Task item:
When you reach the line with "use async_trait::async_trait;" in the data below, begin printing lines exactly, and stop once the line with "pub const ALARM_TOPIC: &str" has been printed.

Material provided:
—————

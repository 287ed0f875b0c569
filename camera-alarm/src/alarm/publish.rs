//! Alarm state publishing over the messaging transport.

use async_trait::async_trait;
use tracing::{debug, error};

use super::kind::AlarmState;
use crate::Result;

/// Topic name the alarm state is published under, before transport prefixing.
pub const ALARM_TOPIC: &str = "alarm";

/// Messaging collaborator, normally the firmware's MQTT client.
#[async_trait]
pub trait AlarmTransport: Send + Sync {
    /// Whether the transport is connected and can accept a publish.
    fn is_ready(&self) -> bool;

    /// Resolve a short topic name to the full topic, e.g. with a device prefix.
    fn full_topic(&self, name: &str) -> Result<String>;

    async fn publish(&self, topic: &str, payload: &str) -> Result<()>;
}

/// Serialize `state` and publish it once to [`ALARM_TOPIC`].
///
/// No retry and no buffering: a failed publish is logged and returned.
pub async fn publish_alarm_state(transport: &dyn AlarmTransport, state: AlarmState) -> Result<()> {
    let payload = serde_json::to_string(&state).inspect_err(|e| {
        error!(error = %e, "Failed to serialize alarm state");
    })?;

    let topic = transport.full_topic(ALARM_TOPIC).inspect_err(|e| {
        error!(error = %e, "Failed to resolve alarm topic");
    })?;

    transport
        .publish(&topic, &payload)
        .await
        .inspect_err(|e| error!(topic = %topic, error = %e, "Failed to publish alarm state"))?;

    debug!(topic = %topic, payload = %payload, "Alarm state published");
    Ok(())
}

#[cfg(test)]
mod tests {
    use parking_lot::Mutex;

    use super::*;
    use crate::Error;

    #[derive(Default)]
    struct RecordingTransport {
        sent: Mutex<Vec<(String, String)>>,
        bad_topic: bool,
        fail_publish: bool,
    }

    #[async_trait]
    impl AlarmTransport for RecordingTransport {
        fn is_ready(&self) -> bool {
            true
        }

        fn full_topic(&self, name: &str) -> Result<String> {
            if self.bad_topic {
                return Err(Error::transport("no device prefix"));
            }
            Ok(format!("yicam/{name}"))
        }

        async fn publish(&self, topic: &str, payload: &str) -> Result<()> {
            if self.fail_publish {
                return Err(Error::transport("broker unreachable"));
            }
            self.sent.lock().push((topic.to_string(), payload.to_string()));
            Ok(())
        }
    }

    #[tokio::test]
    async fn test_publish_payload() {
        let transport = RecordingTransport::default();
        let state = AlarmState {
            motion: true,
            humanoid: false,
        };

        publish_alarm_state(&transport, state).await.unwrap();

        let sent = transport.sent.lock();
        assert_eq!(sent.len(), 1);
        assert_eq!(sent[0].0, "yicam/alarm");

        let value: serde_json::Value = serde_json::from_str(&sent[0].1).unwrap();
        let object = value.as_object().unwrap();
        assert_eq!(object.len(), 2);
        assert_eq!(object["motion"], true);
        assert_eq!(object["humanoid"], false);
    }

    #[tokio::test]
    async fn test_topic_failure() {
        let transport = RecordingTransport {
            bad_topic: true,
            ..Default::default()
        };

        let result = publish_alarm_state(&transport, AlarmState::default()).await;

        assert!(matches!(result, Err(Error::Transport(_))));
        assert!(transport.sent.lock().is_empty());
    }

    #[tokio::test]
    async fn test_publish_failure() {
        let transport = RecordingTransport {
            fail_publish: true,
            ..Default::default()
        };

        assert!(publish_alarm_state(&transport, AlarmState::default()).await.is_err());
    }
}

—————

Your solution:
use async_trait::async_trait;
use tracing::{debug, error};

use super::kind::AlarmState;
use crate::Result;

/// Topic name the alarm state is published under, before transport prefixing.
pub const ALARM_TOPIC: &str = "alarm";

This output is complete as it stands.